Vigna Gabutti Otin Fiorin Rupestris Cappellano 2004
Il più giovane della serie. Nell’età ma soprattutto nelle sensazioni. Molto chiuso e   sostanzialmente indecifrabile fin dalle prime nasate. Solo al termine della serata si riuscirà ad intravedere qualcosina. Da riassaggiare, con calma, tra qualche mese.

Vigna Gabutti Otin Fiorin Rupestris Cappellano 2001
Anche quest’annata ostenta una chiusura iniziale non indifferente. Anche se ogni volta che il naso si riavvicina per tuffarsi nel bicchiere si apre una piccola finestra dalla quale si riesce ad intuirne la fascinosa bellezza. Sempre diverso sempre uguale a se stesso. Profumi eleganti e delicati di fiori rossi dal respiro balsamico si adagiano su uno sfondo terroso di fulgida mineralità. Al palato i suoi tannini sono il classico pugno in guanto di velluto. L’acidità viva e scattante. La progressione incredibile porterà questo Barolo a fine serata in uno stato di grazia assoluto.

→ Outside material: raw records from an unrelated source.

use serde_json::Value;

use crate::models::{Notice, TrackedFile};

/// Receives every change the orchestrator makes. All methods default to no-ops.
pub trait UploadObserver: Send {
    fn on_progress(&self, _file_id: &str, _progress: u8) {}

    fn on_success(&self, _file_id: &str, _response: &Value) {}

    fn on_error(&self, _file_id: &str, _error: &str) {}

    /// Called after every mutation of the tracked set with the full current list.
    fn on_file_list_change(&self, _files: &[TrackedFile]) {}

    fn on_notice(&self, _notice: &Notice) {}
}

pub struct NoopObserver;

impl UploadObserver for NoopObserver {}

Bottiglia dalle incredibili potenzialità. Emozionante. Da farne scorta in cantina.

Vigna Gabutti Otin Fiorin Rupestris Cappellano 2000
Millesimo dall’animo più femminile almeno a sentire l’apprezzamento unanime del gentil sesso presente in sala. A dire il vero anch’io ho goduto e molto nel bermi questo nobile rosso. Il vino ha una complessità compiuta, un profilo più aperto ed ampio pur senza perdere mai di vista un rigore ed un’austerità autenticamente barolesca. E’ l’esemplare sicuramente più pienamente godibile della batteria. Nel bicchiere si coglie già qualche primo accenno terziario di cuoio e tabacco. Al palato mantiene un sottile ed apprezzabile equilibrio tra acidità, sapidità e tannini. Il finale è persistente, lungo ed appagante.

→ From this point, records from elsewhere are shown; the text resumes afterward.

use crate::config::{UploadConfig, parse_header};
use anyhow::{Context, Result};
use clap::Parser;
use std::path::PathBuf;

#[derive(Parser, Debug)]
#[command(name = "chunk-upload")]
#[command(author, version, about, long_about = None)]
pub struct Args {
    /// Files and folders to upload
    #[arg(required = true)]
    pub paths: Vec<PathBuf>,

    /// Upload endpoint (overrides the config file)
    #[arg(short, long)]
    pub url: Option<String>,

    /// JSON config file
    #[arg(short, long)]
    pub config: Option<PathBuf>,

    /// Extra request header as NAME=VALUE, repeatable
    #[arg(short = 'H', long = "header")]
    pub headers: Vec<String>,

    /// Chunk size in bytes
    #[arg(long)]
    pub chunk_size: Option<u64>,

    /// Always upload files in a single request
    #[arg(long)]
    pub no_chunked: bool,

    /// Skip folders instead of walking them
    #[arg(long)]
    pub no_folder: bool,

    /// Largest accepted file in bytes
    #[arg(long)]
    pub max_file_size: Option<u64>,

    /// Maximum number of files in the session
    #[arg(long)]
    pub max_files: Option<usize>,

    /// Accepted type: `.ext`, `image/*` or an exact MIME type, repeatable
    #[arg(short, long = "allow")]
    pub allow: Vec<String>,

    /// Number of chunk uploads in flight
    #[arg(short = 'j', long)]
    pub concurrency: Option<usize>,

    /// Number of retry attempts per chunk
    #[arg(short, long)]
    pub retries: Option<u32>,

    /// Where to write the session report (default: .upload_state.json)
    #[arg(long)]
    pub report: Option<PathBuf>,

    /// Debug logging
    #[arg(short, long)]
    pub verbose: bool,
}

impl Args {
    /// Loads the config file, if any, and layers the command line on top.
    pub fn upload_config(&self) -> Result<UploadConfig> {
        let mut config = match &self.config {
            Some(path) => UploadConfig::load(path)?,
            None => UploadConfig::default(),
        };

        if let Some(url) = &self.url {
            config.upload_url = url.clone();
        }
        for raw in &self.headers {
            let (name, value) = parse_header(raw).context("Invalid --header")?;
            config.headers.insert(name, value);
        }
        if let Some(chunk_size) = self.chunk_size {
            config.chunk_size = chunk_size;
        }
        if self.no_chunked {
            config.enable_chunked_upload = false;
        }
        if self.no_folder {
            config.enable_folder_upload = false;
        }
        if let Some(max_file_size) = self.max_file_size {
            config.max_file_size = Some(max_file_size);
        }
        if let Some(max_files) = self.max_files {
            config.max_files = max_files;
        }
        if !self.allow.is_empty() {
            config.allowed_types = self.allow.clone();
        }
        if let Some(concurrency) = self.concurrency {
            config.worker_concurrency = concurrency;
        }
        if let Some(retries) = self.retries {
            config.max_retries = retries;
        }

        config.validate().context("Invalid upload configuration")?;
        Ok(config)
    }
}

#[cfg(test)]
mod tests {
    use super::*;

    #[test]
    fn flags_override_the_config_file() {
        let dir = tempfile::tempdir().unwrap();
        let path = dir.path().join("upload.json");
        std::fs::write(
            &path,
            r#"{"uploadUrl": "http://from-file/upload", "maxFiles": 3, "chunkSize": 1024,
                "headers": {"X-Token": "file"}}"#,
        )
        .unwrap();

        let args = Args::parse_from([
            "chunk-upload",
            "a.png",
            "--config",
            path.to_str().unwrap(),
            "--url",
            "http://from-flag/upload",
            "-H",
            "X-Token=flag",
            "-H",
            "X-Other=1",
            "--allow",
            "image/*",
            "--no-chunked",
        ]);
        let config = args.upload_config().unwrap();

        assert_eq!(config.upload_url, "http://from-flag/upload");
        assert_eq!(config.max_files, 3);
        assert_eq!(config.chunk_size, 1024);
        assert_eq!(config.headers["X-Token"], "flag");
        assert_eq!(config.headers["X-Other"], "1");
        assert_eq!(config.allowed_types, vec!["image/*".to_string()]);
        assert!(!config.enable_chunked_upload);
        assert!(config.enable_folder_upload);
    }

    #[test]
    fn missing_url_is_rejected() {
        let args = Args::parse_from(["chunk-upload", "a.png"]);
        assert!(args.upload_config().is_err());
    }

    #[test]
    fn malformed_header_is_rejected() {
        let args = Args::parse_from(["chunk-upload", "a.png", "-u", "http://x", "-H", "nope"]);
        assert!(args.upload_config().is_err());
    }
}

Vigna Gabutti Otin Fiorin Rupestris Cappellano 1998
Non sono riuscito ad amare fino in fondo questo campione. Un sensazione dolce iniziale (di fiori più che di frutta dolce) a tratti quasi caramellata mi ha infastidito a lungo. Vero è che dopo quasi tre ore di ossigenazione era praticamente scomparsa ma qualche dubbio rimane. Il vino coferma questa sua incostante mancanza di risolutezza anche al palato dove sembra soffrire di una scompostezza ancora in divenire. Sia ben chiaro si beve che è un piacere non meno degli altri ma ne soffre, a mio avviso, l’inevitabile confronto.

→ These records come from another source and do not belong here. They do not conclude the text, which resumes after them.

use crate::error::TransferError;
use crate::models::FileHandle;
use async_trait::async_trait;
use bytes::Bytes;
use reqwest::multipart::{Form, Part};
use reqwest::{Body, Client};
use serde_json::Value;
use std::collections::HashMap;
use std::fmt;
use std::time::Duration;
use tokio_util::io::ReaderStream;
use tracing::debug;

/// One multipart POST to the upload endpoint.
#[derive(Debug, Clone)]
pub struct UploadRequest {
    pub url: String,
    pub headers: HashMap<String, String>,
    pub body: UploadBody,
}

#[derive(Clone)]
pub enum UploadBody {
    /// Whole file in the `file` field, streamed from its handle.
    File {
        file_name: String,
        mime_type: String,
        source: FileHandle,
        size: u64,
    },
    /// One chunk in `file`, plus `fileId`, `chunkIndex` and `totalChunks`.
    Chunk {
        file_id: String,
        chunk_index: u64,
        total_chunks: u64,
        data: Bytes,
    },
}

impl UploadBody {
    pub fn len(&self) -> u64 {
        match self {
            UploadBody::File { size, .. } => *size,
            UploadBody::Chunk { data, .. } => data.len() as u64,
        }
    }

    pub fn is_empty(&self) -> bool {
        self.len() == 0
    }
}

impl fmt::Debug for UploadBody {
    fn fmt(&self, f: &mut fmt::Formatter<'_>) -> fmt::Result {
        match self {
            UploadBody::File {
                file_name,
                mime_type,
                source,
                size,
            } => f
                .debug_struct("File")
                .field("file_name", file_name)
                .field("mime_type", mime_type)
                .field("source", source)
                .field("size", size)
                .finish(),
            UploadBody::Chunk {
                file_id,
                chunk_index,
                total_chunks,
                data,
            } => f
                .debug_struct("Chunk")
                .field("file_id", file_id)
                .field("chunk_index", chunk_index)
                .field("total_chunks", total_chunks)
                .field("len", &data.len())
                .finish(),
        }
    }
}

/// Sends upload requests and returns the parsed JSON response body.
///
/// Anything other than a 2xx response with a JSON body is an error.
#[async_trait]
pub trait Transport: Send + Sync {
    async fn send(&self, request: &UploadRequest) -> Result<Value, TransferError>;
}

#[derive(Clone)]
pub struct HttpTransport {
    client: Client,
}

impl HttpTransport {
    pub fn new(timeout: Duration) -> Result<Self, TransferError> {
        let client = Client::builder().timeout(timeout).build()?;
        Ok(Self { client })
    }

    async fn build_form(body: &UploadBody) -> Result<Form, TransferError> {
        let form = match body {
            UploadBody::File {
                file_name,
                mime_type,
                source,
                size,
            } => {
                let content = match source {
                    FileHandle::Path(path) => {
                        let file = tokio::fs::File::open(path).await?;
                        Body::wrap_stream(ReaderStream::new(file))
                    }
                    FileHandle::Memory(data) => Body::from(data.clone()),
                };
                let mut part =
                    Part::stream_with_length(content, *size).file_name(file_name.clone());
                if !mime_type.is_empty() {
                    part = part.mime_str(mime_type)?;
                }
                Form::new().part("file", part)
            }
            UploadBody::Chunk {
                file_id,
                chunk_index,
                total_chunks,
                data,
            } => {
                let part = Part::stream_with_length(Body::from(data.clone()), data.len() as u64)
                    .file_name("blob");
                Form::new()
                    .part("file", part)
                    .text("fileId", file_id.clone())
                    .text("chunkIndex", chunk_index.to_string())
                    .text("totalChunks", total_chunks.to_string())
            }
        };
        Ok(form)
    }
}

#[async_trait]
impl Transport for HttpTransport {
    async fn send(&self, request: &UploadRequest) -> Result<Value, TransferError> {
        let form = Self::build_form(&request.body).await?;

        let mut builder = self.client.post(&request.url).multipart(form);
        for (name, value) in &request.headers {
            builder = builder.header(name.as_str(), value.as_str());
        }

        debug!(url = %request.url, bytes = request.body.len(), "sending upload request");
        let response = builder.send().await?;

        let status = response.status();
        if !status.is_success() {
            return Err(TransferError::Status {
                status: status.as_u16(),
                reason: status.canonical_reason().unwrap_or("").to_string(),
            });
        }

        Ok(response.json::<Value>().await?)
    }
}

Grandissimo finale con il mitico Barolo Chinato. E’ stato proprio un Cappellano ad inventarne la ricetta miscelando sapientemente il Barolo (di quello buono) con china calissaia ed un riuscito mix di numerose erbe aromatiche e spezie secondo una formula rigorosamente segreta. Il vino si presenta di un rosso rubino più intenso al cuore del bicchiere mentre degrada ai bordi in sfumature delicatamente rosate. E’ un’esplosione di profumi speziati e balsamici di cioccolatino alla menta, di cannella e vaniglia, di rabarbaro e liquirizia, di china ed anice. In realtà si potrebbe andar avanti per ore a cercarne tutti i descrittori olfattivi tale è l’interminabile sfilata di sensazioni che si susseguono senza tregua al naso. Il sapore è rotondo, armonico, con un finale solo lievemente amarognolo ben bilanciato dal residuo zuccherino. Straordinariamente piacevole ed allo stesso tempo profondo e complesso. Elegante ed equilibrato in tutte le sue parti: dolcezza, freschezza, sapidità. Lascia il palato  asciutto e pulito. Un’esperienza sensoriale davvero indimenticabile. Quintessenza liquida da centellinare abbandonando i sensi.